• [Task to complete]:
In the entries that follow, how many lines contain the word "series"? Answer with the number only.

• [Data extracts]:
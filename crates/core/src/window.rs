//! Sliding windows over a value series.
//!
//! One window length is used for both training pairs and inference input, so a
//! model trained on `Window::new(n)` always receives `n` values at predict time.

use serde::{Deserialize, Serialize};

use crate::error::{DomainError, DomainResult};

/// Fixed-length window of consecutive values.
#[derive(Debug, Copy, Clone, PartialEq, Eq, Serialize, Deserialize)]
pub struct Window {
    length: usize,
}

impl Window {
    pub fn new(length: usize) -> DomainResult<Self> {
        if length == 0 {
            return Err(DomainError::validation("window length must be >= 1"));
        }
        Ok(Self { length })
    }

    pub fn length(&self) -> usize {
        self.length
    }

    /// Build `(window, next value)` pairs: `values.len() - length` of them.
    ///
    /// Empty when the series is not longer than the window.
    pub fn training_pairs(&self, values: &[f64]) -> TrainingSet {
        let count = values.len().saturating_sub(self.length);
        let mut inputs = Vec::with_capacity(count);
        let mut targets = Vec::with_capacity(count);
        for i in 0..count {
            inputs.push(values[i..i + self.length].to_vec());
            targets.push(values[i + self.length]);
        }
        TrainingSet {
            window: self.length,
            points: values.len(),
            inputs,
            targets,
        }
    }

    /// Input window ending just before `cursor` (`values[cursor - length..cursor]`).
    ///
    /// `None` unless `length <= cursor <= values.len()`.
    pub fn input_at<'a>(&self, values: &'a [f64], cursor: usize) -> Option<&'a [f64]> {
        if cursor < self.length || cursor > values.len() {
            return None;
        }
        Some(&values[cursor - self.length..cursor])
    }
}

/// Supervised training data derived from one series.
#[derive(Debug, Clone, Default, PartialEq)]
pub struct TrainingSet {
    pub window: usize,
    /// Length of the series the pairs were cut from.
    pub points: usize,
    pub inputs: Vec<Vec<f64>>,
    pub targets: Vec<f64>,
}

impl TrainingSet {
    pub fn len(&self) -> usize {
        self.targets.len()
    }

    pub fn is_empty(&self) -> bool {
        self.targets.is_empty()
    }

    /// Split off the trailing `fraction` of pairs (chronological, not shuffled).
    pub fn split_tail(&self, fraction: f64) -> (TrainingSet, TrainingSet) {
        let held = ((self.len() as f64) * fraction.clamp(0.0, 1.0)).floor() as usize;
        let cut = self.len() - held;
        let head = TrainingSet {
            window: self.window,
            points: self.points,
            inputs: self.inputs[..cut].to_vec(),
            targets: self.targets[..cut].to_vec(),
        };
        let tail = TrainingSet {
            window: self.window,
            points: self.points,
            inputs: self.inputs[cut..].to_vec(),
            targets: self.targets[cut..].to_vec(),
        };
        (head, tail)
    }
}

==

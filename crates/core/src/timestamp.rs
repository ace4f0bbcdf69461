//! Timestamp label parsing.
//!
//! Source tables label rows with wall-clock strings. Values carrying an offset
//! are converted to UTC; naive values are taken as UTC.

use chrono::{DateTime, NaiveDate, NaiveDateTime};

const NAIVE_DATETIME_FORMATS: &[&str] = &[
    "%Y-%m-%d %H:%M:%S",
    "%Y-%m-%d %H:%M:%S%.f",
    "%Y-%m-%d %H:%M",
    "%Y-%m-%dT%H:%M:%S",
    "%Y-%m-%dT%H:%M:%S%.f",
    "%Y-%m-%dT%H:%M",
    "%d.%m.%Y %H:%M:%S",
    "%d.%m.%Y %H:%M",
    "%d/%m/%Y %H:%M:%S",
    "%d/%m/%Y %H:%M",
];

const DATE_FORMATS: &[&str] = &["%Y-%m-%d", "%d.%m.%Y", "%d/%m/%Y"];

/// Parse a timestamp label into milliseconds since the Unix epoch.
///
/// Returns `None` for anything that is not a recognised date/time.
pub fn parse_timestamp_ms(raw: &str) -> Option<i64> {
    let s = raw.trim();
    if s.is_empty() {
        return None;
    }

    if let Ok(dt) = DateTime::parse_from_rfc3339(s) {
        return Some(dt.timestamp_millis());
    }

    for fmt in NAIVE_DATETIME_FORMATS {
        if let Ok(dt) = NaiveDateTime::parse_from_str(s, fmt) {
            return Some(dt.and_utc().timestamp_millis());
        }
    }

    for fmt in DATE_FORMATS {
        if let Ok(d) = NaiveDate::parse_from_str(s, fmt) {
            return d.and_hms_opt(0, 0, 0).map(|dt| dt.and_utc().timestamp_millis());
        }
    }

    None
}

• [Expected output]:
4